Well, the explanation is twofold. It relates to the SharePoint Farm infrastructure, as well as the scopes of the SharePoint packages. <server 1> and <server 2> have the SharePoint webapplication role in our load-balanced farm; and each contain the SharePoint webapplications. <server 3> however is dedicated as Search Index server; and does not host any SharePoint web applications. The SharePoint solution framework deploys WebApplication scoped packages only to the servers on which SharePoint web applications are hosted (Base.wsp: <server 1> + <server 2>). But it deploys Global scoped packages to ALL the servers in the farmer (Functional.wsp: <server 1>, <server 2> AND <server 3>).

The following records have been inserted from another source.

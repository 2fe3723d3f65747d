use thiserror::Error;

use trellis_llm::GatewayError;

/// Persistence error type.
///
/// Store failures are logged and never roll back the in-memory transcript.
#[derive(Error, Debug)]
pub enum StoreError {
    #[error("IO error: {0}")]
    Io(#[from] std::io::Error),

    #[error("serialization error: {0}")]
    Serialization(#[from] serde_json::Error),

    #[error("conversation not found: {id}")]
    ConversationNotFound { id: String },
}

pub type StoreResult<T> = Result<T, StoreError>;

/// Errors surfaced by a conversation session
#[derive(Error, Debug)]
pub enum SessionError {
    #[error(transparent)]
    Gateway(#[from] GatewayError),

    #[error(transparent)]
    Store(#[from] StoreError),
}

pub type SessionResult<T> = Result<T, SessionError>;
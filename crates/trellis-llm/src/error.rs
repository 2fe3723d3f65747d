use thiserror::Error;

/// Unified error type for gateway operations.
///
/// Rate-limit and quota errors are surfaced to the caller and never retried
/// automatically; decode-level anomalies never appear here — the stream
/// decoder handles them locally.
#[derive(Error, Debug)]
pub enum GatewayError {
    #[error("rate limited by the gateway, retry later")]
    RateLimited,

    #[error("usage quota exceeded")]
    QuotaExceeded,

    #[error("transport failure: {message}")]
    Transport {
        status: Option<u16>,
        message: String,
    },
}

impl GatewayError {
    /// Create a transport error with no HTTP status (connection-level failure)
    pub fn transport(message: impl Into<String>) -> Self {
        Self::Transport {
            status: None,
            message: message.into(),
        }
    }

    /// Map a non-success HTTP status to a typed error
    pub fn from_status(status: u16, body: impl Into<String>) -> Self {
        match status {
            429 => Self::RateLimited,
            402 => Self::QuotaExceeded,
            _ => Self::Transport {
                status: Some(status),
                message: body.into(),
            },
        }
    }
}

pub type Result<T> = std::result::Result<T, GatewayError>;
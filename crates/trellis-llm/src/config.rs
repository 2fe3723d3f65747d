use serde::{Deserialize, Serialize};
use std::collections::HashMap;
use std::time::Duration;

/// Gateway connection configuration
#[derive(Debug, Clone, Serialize, Deserialize)]
pub struct GatewayConfig {
    /// Base URL of the OpenAI-compatible endpoint
    pub base_url: String,
    /// API key sent as a bearer token, if any
    #[serde(skip_serializing_if = "Option::is_none")]
    pub api_key: Option<String>,
    /// Model requested from the gateway; None lets the gateway pick
    #[serde(skip_serializing_if = "Option::is_none")]
    pub model: Option<String>,
    /// Request timeout in seconds
    #[serde(with = "serde_duration", default = "default_timeout")]
    pub timeout: Duration,
    /// Additional headers to include
    #[serde(default)]
    pub headers: HashMap<String, String>,
}

impl GatewayConfig {
    /// Create a new config for the given endpoint
    pub fn new(base_url: impl Into<String>) -> Self {
        Self {
            base_url: base_url.into(),
            api_key: None,
            model: None,
            timeout: default_timeout(),
            headers: HashMap::new(),
        }
    }

    /// Read endpoint and key from `TRELLIS_GATEWAY_URL` / `TRELLIS_API_KEY`
    pub fn from_env() -> Self {
        let base_url = std::env::var("TRELLIS_GATEWAY_URL")
            .unwrap_or_else(|_| "https://api.openai.com/v1".to_string());
        let mut config = Self::new(base_url);
        config.api_key = std::env::var("TRELLIS_API_KEY").ok();
        config
    }

    /// Set the API key
    pub fn with_api_key(mut self, key: impl Into<String>) -> Self {
        self.api_key = Some(key.into());
        self
    }

    /// Set the model
    pub fn with_model(mut self, model: impl Into<String>) -> Self {
        self.model = Some(model.into());
        self
    }

    /// Set the request timeout
    pub fn with_timeout(mut self, timeout: Duration) -> Self {
        self.timeout = timeout;
        self
    }

    /// Add a custom header
    pub fn with_header(mut self, key: impl Into<String>, value: impl Into<String>) -> Self {
        self.headers.insert(key.into(), value.into());
        self
    }
}

impl Default for GatewayConfig {
    fn default() -> Self {
        Self::new("https://api.openai.com/v1")
    }
}

fn default_timeout() -> Duration {
    Duration::from_secs(60)
}

// Custom serialization for Duration
mod serde_duration {
    use serde::{Deserialize, Deserializer, Serializer};
    use std::time::Duration;

    pub fn serialize<S>(duration: &Duration, serializer: S) -> Result<S::Ok, S::Error>
    where
        S: Serializer,
    {
        serializer.serialize_u64(duration.as_secs())
    }

    pub fn deserialize<'de, D>(deserializer: D) -> Result<Duration, D::Error>
    where
        D: Deserializer<'de>,
    {
        let secs = u64::deserialize(deserializer)?;
        Ok(Duration::from_secs(secs))
    }
}
pub mod chat;
pub mod types;

// Re-export core types
pub use chat::{ChatMessage, ChatRequest, StreamEvent};
pub use types::{
    derive_title,
    Conversation,
    ConversationId,
    Message,
    MessageId,
    MessageStatus,
    Role,
    UserId,
};
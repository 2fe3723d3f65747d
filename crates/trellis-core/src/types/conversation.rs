use chrono::{DateTime, Utc};
use serde::{Deserialize, Serialize};
use uuid::Uuid;

/// Unique conversation identifier
pub type ConversationId = String;

/// Opaque identifier of the authenticated user a conversation belongs to
pub type UserId = String;

/// Maximum number of characters kept when deriving a title from the first
/// user message.
pub const MAX_TITLE_CHARS: usize = 48;

/// Conversation metadata.
///
/// Created lazily on the first saved message of a chat; `updated_at` is
/// touched on every saved message. The title is derived once and never
/// auto-changed afterwards.
#[derive(Debug, Clone, Serialize, Deserialize)]
pub struct Conversation {
    pub id: ConversationId,
    pub title: String,
    pub created_at: DateTime<Utc>,
    pub updated_at: DateTime<Utc>,
}

impl Conversation {
    /// Create a new conversation with the given title
    pub fn new(title: impl Into<String>) -> Self {
        let now = Utc::now();
        Self {
            id: Uuid::new_v4().to_string(),
            title: title.into(),
            created_at: now,
            updated_at: now,
        }
    }

    /// Update the recency timestamp
    pub fn touch(&mut self) {
        self.updated_at = Utc::now();
    }
}

/// Derive a conversation title from the first user input: trimmed and
/// truncated on a char boundary.
pub fn derive_title(text: &str) -> String {
    let text = text.trim();
    let mut title: String = text.chars().take(MAX_TITLE_CHARS).collect();
    if title.len() < text.len() {
        title.push('…');
    }
    title
}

Given this insight, a proper SharePoint Solution Deployment approach is to deploy the Global scoped Package with Force-flag, thus suppressing the error signalment. This worked sufficient in our case. However, it leaves you with the somewhat unwanted situation that via the Force-flag you suppress all error notifications; thus may be too brute. A better approach is to circumvent that Solution Framework deploys your Application package also to the servers on which the web application is not hosted. This can thus be achieved by making sure that each of your Application package as WebApplication scope. Either because it inherently contains such entities (e.g. WebParts), or artificially by including a dummy artifact directed at WebApplication level (e.g. an empty virtual bin file).